# [What the exercise asks]
Go through the data and tally the lines that include "MaxPagesReached". The reply is that number alone.

Records from a data collection
*-*-*
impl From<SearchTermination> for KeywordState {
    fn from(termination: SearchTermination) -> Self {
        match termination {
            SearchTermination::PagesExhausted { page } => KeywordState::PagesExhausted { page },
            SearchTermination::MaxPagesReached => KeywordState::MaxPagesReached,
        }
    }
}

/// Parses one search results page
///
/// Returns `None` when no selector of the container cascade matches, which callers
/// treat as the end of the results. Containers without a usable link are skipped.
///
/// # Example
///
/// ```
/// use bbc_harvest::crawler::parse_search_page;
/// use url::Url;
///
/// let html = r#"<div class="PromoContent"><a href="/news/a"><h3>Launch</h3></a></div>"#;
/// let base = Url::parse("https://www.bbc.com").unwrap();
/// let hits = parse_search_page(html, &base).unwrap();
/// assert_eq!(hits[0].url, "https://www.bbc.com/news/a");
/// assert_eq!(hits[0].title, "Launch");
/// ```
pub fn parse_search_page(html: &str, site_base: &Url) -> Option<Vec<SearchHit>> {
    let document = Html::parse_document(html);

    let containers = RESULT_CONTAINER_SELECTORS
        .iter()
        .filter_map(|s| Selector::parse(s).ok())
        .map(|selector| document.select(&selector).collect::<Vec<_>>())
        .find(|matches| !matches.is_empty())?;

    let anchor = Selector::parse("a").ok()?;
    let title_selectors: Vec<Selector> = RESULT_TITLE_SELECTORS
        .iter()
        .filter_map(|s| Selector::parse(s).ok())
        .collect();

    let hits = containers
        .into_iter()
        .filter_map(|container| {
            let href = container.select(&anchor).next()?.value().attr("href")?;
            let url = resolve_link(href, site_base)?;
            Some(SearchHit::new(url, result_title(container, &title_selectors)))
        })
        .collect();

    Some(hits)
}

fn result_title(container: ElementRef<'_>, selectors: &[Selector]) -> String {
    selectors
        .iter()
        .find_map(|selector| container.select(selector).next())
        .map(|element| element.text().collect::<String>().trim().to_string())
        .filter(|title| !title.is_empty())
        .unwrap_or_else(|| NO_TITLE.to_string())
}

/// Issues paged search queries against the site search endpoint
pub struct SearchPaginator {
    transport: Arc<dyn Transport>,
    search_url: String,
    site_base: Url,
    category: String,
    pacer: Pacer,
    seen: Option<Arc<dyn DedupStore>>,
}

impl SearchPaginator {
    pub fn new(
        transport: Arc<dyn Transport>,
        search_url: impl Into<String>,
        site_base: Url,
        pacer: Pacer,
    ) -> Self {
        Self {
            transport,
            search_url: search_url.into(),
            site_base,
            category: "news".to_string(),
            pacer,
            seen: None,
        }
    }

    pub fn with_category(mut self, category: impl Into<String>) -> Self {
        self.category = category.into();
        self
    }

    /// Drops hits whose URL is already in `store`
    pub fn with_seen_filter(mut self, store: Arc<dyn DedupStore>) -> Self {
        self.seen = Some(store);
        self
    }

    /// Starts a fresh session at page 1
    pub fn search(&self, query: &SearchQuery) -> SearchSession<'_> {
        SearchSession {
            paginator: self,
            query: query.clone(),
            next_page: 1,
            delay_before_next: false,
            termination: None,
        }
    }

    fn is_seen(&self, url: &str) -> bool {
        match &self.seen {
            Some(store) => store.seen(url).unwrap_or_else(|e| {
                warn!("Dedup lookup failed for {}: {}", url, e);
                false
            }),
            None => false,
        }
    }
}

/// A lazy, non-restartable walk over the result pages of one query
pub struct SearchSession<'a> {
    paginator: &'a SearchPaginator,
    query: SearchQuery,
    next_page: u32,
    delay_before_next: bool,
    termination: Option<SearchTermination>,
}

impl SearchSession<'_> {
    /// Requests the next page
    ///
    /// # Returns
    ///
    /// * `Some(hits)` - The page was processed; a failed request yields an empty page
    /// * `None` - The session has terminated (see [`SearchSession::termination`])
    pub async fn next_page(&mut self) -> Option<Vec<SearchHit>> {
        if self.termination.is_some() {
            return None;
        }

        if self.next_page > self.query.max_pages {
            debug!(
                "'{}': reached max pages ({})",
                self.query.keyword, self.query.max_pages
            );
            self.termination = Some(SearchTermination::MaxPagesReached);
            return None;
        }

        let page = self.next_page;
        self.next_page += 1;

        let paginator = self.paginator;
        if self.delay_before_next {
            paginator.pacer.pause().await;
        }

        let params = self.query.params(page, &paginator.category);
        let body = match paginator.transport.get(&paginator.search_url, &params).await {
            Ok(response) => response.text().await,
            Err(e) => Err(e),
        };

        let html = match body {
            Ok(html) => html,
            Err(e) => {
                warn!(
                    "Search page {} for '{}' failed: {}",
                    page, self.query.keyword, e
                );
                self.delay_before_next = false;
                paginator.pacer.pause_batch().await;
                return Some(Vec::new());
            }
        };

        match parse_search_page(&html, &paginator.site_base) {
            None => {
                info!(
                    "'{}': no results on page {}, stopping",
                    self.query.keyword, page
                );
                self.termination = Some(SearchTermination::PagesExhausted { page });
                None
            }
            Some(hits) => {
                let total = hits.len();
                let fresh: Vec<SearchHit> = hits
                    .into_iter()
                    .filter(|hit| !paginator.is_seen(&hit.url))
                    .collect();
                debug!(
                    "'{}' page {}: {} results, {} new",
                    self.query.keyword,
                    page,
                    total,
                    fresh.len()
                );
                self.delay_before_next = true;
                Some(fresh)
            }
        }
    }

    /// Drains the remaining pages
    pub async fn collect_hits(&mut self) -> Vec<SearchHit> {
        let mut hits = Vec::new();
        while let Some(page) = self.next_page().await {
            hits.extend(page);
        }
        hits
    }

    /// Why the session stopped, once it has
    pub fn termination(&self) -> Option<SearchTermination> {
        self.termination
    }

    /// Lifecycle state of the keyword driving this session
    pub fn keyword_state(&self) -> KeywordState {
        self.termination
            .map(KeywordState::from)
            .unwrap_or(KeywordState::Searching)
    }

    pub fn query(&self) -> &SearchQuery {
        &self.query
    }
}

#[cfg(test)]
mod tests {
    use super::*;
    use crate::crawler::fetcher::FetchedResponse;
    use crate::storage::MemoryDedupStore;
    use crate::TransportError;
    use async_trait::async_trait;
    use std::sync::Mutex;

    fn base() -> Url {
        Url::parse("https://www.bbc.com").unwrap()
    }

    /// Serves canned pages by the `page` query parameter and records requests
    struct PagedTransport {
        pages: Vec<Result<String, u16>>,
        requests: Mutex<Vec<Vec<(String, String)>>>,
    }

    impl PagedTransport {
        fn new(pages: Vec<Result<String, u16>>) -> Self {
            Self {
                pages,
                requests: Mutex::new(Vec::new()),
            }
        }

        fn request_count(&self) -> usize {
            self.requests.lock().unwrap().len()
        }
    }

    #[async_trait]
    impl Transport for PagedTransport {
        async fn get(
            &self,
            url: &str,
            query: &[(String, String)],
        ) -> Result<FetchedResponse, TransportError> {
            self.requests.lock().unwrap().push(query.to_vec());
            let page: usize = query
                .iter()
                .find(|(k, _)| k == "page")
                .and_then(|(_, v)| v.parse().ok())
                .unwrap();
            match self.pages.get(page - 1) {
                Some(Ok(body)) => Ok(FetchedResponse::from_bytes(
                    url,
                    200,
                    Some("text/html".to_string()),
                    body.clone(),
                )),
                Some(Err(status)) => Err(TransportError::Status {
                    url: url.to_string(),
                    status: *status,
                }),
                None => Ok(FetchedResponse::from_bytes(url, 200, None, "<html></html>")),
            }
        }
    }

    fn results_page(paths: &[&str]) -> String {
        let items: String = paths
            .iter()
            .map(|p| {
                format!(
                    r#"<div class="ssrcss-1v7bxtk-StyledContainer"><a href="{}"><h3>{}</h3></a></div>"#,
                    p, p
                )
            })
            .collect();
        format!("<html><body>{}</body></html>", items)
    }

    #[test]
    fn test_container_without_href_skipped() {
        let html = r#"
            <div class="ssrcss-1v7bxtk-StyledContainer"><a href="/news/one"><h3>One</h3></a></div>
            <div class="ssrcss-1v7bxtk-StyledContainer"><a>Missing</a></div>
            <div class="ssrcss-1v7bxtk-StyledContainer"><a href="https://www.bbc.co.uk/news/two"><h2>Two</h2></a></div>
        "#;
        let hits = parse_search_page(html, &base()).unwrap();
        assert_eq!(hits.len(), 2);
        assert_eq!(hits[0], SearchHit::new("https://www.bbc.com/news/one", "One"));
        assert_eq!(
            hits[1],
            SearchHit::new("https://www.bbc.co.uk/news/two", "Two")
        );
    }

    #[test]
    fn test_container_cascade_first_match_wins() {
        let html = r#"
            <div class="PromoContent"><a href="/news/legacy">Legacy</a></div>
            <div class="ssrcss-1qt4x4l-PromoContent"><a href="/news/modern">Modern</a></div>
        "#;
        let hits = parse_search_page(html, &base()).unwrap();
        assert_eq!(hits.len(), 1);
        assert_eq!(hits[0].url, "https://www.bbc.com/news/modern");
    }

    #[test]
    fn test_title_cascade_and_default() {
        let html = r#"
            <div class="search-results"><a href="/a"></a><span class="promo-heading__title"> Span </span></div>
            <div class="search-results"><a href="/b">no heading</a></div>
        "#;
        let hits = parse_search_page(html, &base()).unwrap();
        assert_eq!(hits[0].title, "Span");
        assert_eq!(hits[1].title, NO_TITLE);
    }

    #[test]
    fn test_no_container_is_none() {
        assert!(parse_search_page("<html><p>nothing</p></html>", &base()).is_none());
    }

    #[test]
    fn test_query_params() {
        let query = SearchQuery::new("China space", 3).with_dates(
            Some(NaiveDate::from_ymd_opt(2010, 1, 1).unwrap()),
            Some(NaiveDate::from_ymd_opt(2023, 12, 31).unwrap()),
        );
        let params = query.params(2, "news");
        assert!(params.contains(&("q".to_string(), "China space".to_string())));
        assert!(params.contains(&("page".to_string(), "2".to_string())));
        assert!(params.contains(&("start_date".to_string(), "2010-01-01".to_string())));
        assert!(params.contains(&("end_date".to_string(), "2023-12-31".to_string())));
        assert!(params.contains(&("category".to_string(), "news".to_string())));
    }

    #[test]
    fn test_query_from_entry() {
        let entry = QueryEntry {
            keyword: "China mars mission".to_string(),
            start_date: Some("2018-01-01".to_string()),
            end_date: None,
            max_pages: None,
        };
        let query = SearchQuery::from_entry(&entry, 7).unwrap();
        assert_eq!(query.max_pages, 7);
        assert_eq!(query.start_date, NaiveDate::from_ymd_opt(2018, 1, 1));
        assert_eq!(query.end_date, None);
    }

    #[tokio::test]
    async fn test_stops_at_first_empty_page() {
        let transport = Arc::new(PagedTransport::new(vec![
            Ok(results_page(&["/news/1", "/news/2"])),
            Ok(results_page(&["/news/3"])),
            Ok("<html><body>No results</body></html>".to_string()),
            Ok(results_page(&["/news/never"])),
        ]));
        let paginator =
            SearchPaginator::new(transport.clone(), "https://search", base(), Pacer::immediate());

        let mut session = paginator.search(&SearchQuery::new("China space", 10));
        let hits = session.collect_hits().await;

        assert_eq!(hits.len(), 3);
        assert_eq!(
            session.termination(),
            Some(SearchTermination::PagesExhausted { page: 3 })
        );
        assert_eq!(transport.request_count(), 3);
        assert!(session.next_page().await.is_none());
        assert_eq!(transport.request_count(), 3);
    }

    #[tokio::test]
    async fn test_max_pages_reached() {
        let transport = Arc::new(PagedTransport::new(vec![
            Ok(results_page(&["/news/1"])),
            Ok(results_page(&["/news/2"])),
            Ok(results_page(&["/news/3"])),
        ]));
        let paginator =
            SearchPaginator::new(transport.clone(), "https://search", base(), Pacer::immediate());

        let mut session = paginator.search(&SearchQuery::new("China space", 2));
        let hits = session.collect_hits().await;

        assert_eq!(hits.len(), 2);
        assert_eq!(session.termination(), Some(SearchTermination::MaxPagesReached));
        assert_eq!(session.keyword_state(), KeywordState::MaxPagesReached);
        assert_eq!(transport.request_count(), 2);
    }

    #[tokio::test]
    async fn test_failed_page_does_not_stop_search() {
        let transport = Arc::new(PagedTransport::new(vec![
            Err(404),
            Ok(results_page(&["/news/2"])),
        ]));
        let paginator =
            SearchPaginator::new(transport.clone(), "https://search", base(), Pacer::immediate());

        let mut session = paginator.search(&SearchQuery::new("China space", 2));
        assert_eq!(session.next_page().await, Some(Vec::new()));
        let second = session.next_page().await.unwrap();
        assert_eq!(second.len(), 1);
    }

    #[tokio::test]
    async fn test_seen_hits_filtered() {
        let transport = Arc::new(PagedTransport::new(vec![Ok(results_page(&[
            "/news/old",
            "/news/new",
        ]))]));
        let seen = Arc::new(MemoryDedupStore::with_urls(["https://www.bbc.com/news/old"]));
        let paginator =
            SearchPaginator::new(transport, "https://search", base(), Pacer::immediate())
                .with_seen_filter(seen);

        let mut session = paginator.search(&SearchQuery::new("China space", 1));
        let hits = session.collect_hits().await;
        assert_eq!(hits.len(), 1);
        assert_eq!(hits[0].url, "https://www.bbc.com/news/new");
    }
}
*-*-*
# [Result]
4